*** TASK MATERIAL Section Begins ***
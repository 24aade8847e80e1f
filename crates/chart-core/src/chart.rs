// File: crates/chart-core/src/chart.rs
// Summary: Chart struct and the SVG rendering pipeline (scales, grid, axes,
// series, legend, titles), or a placeholder when nothing is chartable.

use std::path::Path;

use crate::axis::{AxisLayout, AxisTitles};
use crate::error::Result;
use crate::layout::Viewport;
use crate::legend::LegendLayout;
use crate::normalize::{normalize, Dimension, NormalizeOptions, SeriesSet};
use crate::record::{Observation, Selection};
use crate::scale::{BandScale, ValueScale};
use crate::series::{layout_all, SeriesPath};
use crate::svg::{num, SvgWriter};
use crate::theme::Theme;
use crate::types::ChartLabels;

#[derive(Clone, Debug)]
pub struct RenderOptions {
    pub normalize: NormalizeOptions,
    pub theme: Theme,
    pub labels: ChartLabels,
    /// Emit the stroke reveal animation; off for static exports.
    pub animate: bool,
}

impl Default for RenderOptions {
    fn default() -> Self {
        Self {
            normalize: NormalizeOptions::default(),
            theme: Theme::light(),
            labels: ChartLabels::default(),
            animate: true,
        }
    }
}

#[derive(Clone, Copy, Debug, PartialEq, Eq)]
pub enum FrameKind {
    Chart,
    Placeholder,
}

/// One complete rendering of the chart surface.
#[derive(Clone, Debug, PartialEq)]
pub struct Frame {
    pub svg: String,
    pub kind: FrameKind,
    pub viewport: Viewport,
    /// Redraw counter of the owning view; 0 for one-off renders.
    pub generation: u64,
}

/// Every laid-out element of a chart frame, before serialization.
#[derive(Clone, Debug, PartialEq)]
pub struct Scene {
    pub x: BandScale,
    pub y: ValueScale,
    pub axes: AxisLayout,
    pub series: Vec<SeriesPath>,
    pub legend: LegendLayout,
}

#[derive(Clone, Debug)]
pub struct Chart {
    pub data: SeriesSet,
    pub options: RenderOptions,
}

impl Chart {
    pub fn new(data: SeriesSet, options: RenderOptions) -> Self { Self { data, options } }

    /// Normalize `records` under `selection` and wrap the result.
    pub fn from_records<R: Observation>(records: &[R], selection: &Selection, options: RenderOptions) -> Self {
        let data = normalize(records, selection, options.normalize, &options.theme.palette);
        Self { data, options }
    }

    /// Lay the chart out for `viewport`. `None` means the placeholder is shown.
    pub fn scene(&self, viewport: &Viewport) -> Option<Scene> {
        if self.data.is_empty() { return None; }
        let x = BandScale::with_default_padding(self.data.category_labels(), viewport.inner_width());
        let y = ValueScale::for_values(self.data.values(), viewport.inner_height())?;
        let series = layout_all(&self.data, &x, &y);
        if series.is_empty() { return None; }

        let labels = &self.options.labels;
        let titles = AxisTitles {
            chart: if viewport.is_mobile { labels.title_short.clone() } else { labels.title.clone() },
            x: match self.data.options.dimension {
                Dimension::AgeBand => labels.x_title_age_band.clone(),
                Dimension::Year => labels.x_title_year.clone(),
            },
            y: self.data.options.transform.axis_title(&labels.quantity),
        };
        let axes = AxisLayout::compute(viewport, &x, &y, titles);
        let legend = LegendLayout::compute(viewport, &series, &labels.legend_title);
        Some(Scene { x, y, axes, series, legend })
    }

    /// Render a full SVG document for `viewport`.
    pub fn render(&self, viewport: &Viewport) -> Result<Frame> {
        let Some(scene) = self.scene(viewport) else {
            tracing::debug!(width = viewport.width, "no chartable rows, rendering placeholder");
            let svg = render_placeholder(viewport, &self.options.theme, &self.options.labels.placeholder)?;
            return Ok(Frame { svg, kind: FrameKind::Placeholder, viewport: *viewport, generation: 0 });
        };

        let theme = &self.options.theme;
        let mut w = SvgWriter::document(viewport.width, viewport.height)?;
        write_background(&mut w, viewport, theme)?;

        let plot = viewport.plot_rect();
        w.open("g", &[("class", "plot".to_string()), ("transform", format!("translate({},{})", num(plot.left), num(plot.top)))])?;
        scene.axes.write_grid(&mut w, theme)?;
        scene.axes.write_axes(&mut w, theme)?;
        for s in &scene.series {
            s.write_svg(&mut w, self.options.animate)?;
        }
        w.close("g")?;

        scene.axes.write_title(&mut w, theme)?;
        scene.legend.write_svg(&mut w, theme)?;
        let svg = w.finish()?;

        tracing::debug!(
            width = viewport.width,
            height = viewport.height,
            mobile = viewport.is_mobile,
            series = scene.series.len(),
            categories = scene.x.labels().len(),
            "rendered chart"
        );
        Ok(Frame { svg, kind: FrameKind::Chart, viewport: *viewport, generation: 0 })
    }

    /// Render for `viewport` and write the SVG to `output_svg_path`, creating
    /// parent directories as needed.
    pub fn render_to_svg(&self, viewport: &Viewport, output_svg_path: impl AsRef<Path>) -> Result<Frame> {
        let frame = self.render(viewport)?;
        if let Some(parent) = output_svg_path.as_ref().parent() {
            std::fs::create_dir_all(parent)?;
        }
        std::fs::write(output_svg_path, frame.svg.as_bytes())?;
        Ok(frame)
    }
}

// ---- helpers ----------------------------------------------------------------

fn write_background(w: &mut SvgWriter, viewport: &Viewport, theme: &Theme) -> std::fmt::Result {
    match theme.background {
        Some(bg) => w.leaf(
            "rect",
            &[
                ("width", num(viewport.width)),
                ("height", num(viewport.height)),
                ("fill", bg.to_string()),
            ],
        ),
        None => Ok(()),
    }
}

/// Surface-sized document with `message` centred in it.
pub fn render_placeholder(viewport: &Viewport, theme: &Theme, message: &str) -> Result<String> {
    let mut w = SvgWriter::document(viewport.width, viewport.height)?;
    write_background(&mut w, viewport, theme)?;
    w.text(
        "text",
        &[
            ("class", "placeholder".to_string()),
            ("x", num(viewport.width / 2.0)),
            ("y", num(viewport.height / 2.0)),
            ("text-anchor", "middle".to_string()),
            ("dominant-baseline", "middle".to_string()),
            ("font-size", "14px".to_string()),
            ("fill", theme.placeholder.to_string()),
        ],
        message,
    )?;
    Ok(w.finish()?)
}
*** TASK MATERIAL Section Ends ***
WHAT THE EXERCISE ASKS:
Could you find each line in the entries that contains the string "SeriesPath" and copy it?

TASK RESULT:
use crate::series::{layout_all, SeriesPath};
    pub series: Vec<SeriesPath>,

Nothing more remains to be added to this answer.